#### [The problem]
Could you reproduce the material below exactly, from the line containing "fn flattened_images(context: &RequestContext)" through its last line, and leave out everything else?

#### [Recorded information]
%%

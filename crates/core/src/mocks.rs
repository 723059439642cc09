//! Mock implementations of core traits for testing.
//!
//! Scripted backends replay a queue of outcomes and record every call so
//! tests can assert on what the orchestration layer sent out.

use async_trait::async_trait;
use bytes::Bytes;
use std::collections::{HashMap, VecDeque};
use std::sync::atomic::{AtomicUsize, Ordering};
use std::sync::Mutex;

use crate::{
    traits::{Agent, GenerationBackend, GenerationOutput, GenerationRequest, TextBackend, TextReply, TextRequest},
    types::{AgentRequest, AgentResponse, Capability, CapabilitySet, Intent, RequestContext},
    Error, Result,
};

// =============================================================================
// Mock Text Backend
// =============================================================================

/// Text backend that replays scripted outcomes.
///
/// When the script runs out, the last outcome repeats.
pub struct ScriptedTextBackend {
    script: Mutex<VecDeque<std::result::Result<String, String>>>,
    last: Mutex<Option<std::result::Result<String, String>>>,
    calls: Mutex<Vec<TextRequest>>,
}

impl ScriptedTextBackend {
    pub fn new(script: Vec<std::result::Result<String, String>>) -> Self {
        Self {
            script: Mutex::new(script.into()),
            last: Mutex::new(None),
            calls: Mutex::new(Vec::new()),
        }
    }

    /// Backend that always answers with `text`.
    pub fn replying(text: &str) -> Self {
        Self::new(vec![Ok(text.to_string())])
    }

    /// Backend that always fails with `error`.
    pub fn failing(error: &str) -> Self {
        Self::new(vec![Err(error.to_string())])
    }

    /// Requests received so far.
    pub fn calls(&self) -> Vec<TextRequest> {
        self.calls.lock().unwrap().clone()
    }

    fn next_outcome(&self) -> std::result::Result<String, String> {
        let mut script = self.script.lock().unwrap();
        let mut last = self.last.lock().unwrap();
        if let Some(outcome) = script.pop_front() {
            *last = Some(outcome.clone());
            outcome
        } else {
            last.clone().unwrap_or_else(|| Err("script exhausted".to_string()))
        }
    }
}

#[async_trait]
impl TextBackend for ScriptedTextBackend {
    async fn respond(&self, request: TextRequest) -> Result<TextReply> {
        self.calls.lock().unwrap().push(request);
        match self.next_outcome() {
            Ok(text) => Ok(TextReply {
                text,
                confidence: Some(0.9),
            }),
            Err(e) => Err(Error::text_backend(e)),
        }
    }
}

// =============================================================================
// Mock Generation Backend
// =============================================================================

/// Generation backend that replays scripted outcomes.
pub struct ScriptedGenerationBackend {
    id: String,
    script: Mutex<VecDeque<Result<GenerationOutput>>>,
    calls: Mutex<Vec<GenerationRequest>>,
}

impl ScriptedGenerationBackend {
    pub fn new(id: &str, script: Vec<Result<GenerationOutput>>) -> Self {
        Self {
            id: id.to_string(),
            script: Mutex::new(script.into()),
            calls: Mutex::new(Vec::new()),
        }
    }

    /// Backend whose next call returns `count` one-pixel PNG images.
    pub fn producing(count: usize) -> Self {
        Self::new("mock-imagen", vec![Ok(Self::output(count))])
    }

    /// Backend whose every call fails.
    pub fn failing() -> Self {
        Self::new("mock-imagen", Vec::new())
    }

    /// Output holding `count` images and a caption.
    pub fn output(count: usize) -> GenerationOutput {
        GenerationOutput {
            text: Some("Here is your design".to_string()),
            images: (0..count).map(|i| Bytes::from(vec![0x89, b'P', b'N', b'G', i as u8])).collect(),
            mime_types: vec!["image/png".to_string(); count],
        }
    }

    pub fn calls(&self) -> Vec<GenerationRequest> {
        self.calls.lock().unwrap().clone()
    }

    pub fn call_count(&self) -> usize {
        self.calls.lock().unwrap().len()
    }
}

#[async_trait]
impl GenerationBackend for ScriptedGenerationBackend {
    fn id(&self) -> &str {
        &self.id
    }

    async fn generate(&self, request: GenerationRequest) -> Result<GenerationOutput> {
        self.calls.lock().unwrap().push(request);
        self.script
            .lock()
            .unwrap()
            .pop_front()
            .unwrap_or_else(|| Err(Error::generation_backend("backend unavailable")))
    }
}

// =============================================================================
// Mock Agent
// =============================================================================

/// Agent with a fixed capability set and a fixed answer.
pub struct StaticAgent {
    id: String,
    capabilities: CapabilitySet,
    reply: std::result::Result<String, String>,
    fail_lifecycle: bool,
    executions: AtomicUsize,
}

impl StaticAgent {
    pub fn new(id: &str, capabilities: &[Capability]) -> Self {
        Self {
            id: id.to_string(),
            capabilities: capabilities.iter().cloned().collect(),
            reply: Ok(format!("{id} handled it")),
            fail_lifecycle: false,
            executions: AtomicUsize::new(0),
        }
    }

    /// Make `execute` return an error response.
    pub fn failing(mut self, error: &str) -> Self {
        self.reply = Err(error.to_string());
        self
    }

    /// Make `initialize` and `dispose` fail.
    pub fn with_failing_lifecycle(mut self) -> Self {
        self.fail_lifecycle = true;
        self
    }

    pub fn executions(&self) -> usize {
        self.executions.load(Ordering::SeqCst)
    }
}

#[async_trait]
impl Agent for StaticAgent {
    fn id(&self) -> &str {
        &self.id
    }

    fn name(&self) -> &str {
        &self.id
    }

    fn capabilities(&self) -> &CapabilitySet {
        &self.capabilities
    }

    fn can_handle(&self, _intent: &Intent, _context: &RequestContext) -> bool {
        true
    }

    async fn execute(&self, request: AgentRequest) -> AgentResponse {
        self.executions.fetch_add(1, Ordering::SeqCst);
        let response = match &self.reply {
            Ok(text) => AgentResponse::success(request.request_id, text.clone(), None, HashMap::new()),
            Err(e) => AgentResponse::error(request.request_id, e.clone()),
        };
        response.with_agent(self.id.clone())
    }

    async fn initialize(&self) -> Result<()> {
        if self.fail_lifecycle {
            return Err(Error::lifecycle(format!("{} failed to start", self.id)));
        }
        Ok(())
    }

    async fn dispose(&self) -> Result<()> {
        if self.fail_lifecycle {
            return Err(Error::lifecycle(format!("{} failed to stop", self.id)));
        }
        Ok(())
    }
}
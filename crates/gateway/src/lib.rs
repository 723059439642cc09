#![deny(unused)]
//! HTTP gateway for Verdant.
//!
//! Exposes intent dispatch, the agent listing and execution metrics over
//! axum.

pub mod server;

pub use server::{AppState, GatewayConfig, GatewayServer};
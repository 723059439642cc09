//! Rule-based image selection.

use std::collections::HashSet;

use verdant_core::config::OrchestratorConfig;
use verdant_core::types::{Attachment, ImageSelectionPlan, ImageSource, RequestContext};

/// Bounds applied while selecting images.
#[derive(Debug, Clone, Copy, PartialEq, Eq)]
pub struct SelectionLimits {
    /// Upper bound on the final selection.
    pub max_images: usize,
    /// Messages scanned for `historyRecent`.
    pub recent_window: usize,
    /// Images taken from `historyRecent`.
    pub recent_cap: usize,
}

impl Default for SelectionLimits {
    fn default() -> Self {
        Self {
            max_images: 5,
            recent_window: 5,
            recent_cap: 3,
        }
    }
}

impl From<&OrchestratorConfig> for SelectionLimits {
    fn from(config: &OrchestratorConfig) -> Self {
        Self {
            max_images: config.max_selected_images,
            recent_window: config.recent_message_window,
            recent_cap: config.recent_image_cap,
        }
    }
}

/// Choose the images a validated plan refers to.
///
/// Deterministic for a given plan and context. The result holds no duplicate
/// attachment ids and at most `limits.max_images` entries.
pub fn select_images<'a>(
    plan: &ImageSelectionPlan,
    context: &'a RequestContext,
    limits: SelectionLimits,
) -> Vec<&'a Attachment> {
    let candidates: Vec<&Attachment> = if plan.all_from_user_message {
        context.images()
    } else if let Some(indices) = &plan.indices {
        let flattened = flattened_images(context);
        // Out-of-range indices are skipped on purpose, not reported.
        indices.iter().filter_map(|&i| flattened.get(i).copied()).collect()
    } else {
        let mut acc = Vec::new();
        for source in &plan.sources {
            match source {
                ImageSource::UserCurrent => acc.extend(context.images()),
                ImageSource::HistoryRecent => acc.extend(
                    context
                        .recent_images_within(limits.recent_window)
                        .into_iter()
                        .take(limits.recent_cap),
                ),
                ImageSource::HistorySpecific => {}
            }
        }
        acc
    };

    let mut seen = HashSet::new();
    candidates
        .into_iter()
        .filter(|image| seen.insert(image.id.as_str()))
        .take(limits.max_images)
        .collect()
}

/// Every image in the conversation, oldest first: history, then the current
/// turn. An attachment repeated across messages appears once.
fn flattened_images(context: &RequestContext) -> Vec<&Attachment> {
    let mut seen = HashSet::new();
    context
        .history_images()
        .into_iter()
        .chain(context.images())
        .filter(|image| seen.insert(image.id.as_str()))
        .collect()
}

%%

#### [Reply]
fn flattened_images(context: &RequestContext) -> Vec<&Attachment> {
    let mut seen = HashSet::new();
    context
        .history_images()
        .into_iter()
        .chain(context.images())
        .filter(|image| seen.insert(image.id.as_str()))
        .collect()
}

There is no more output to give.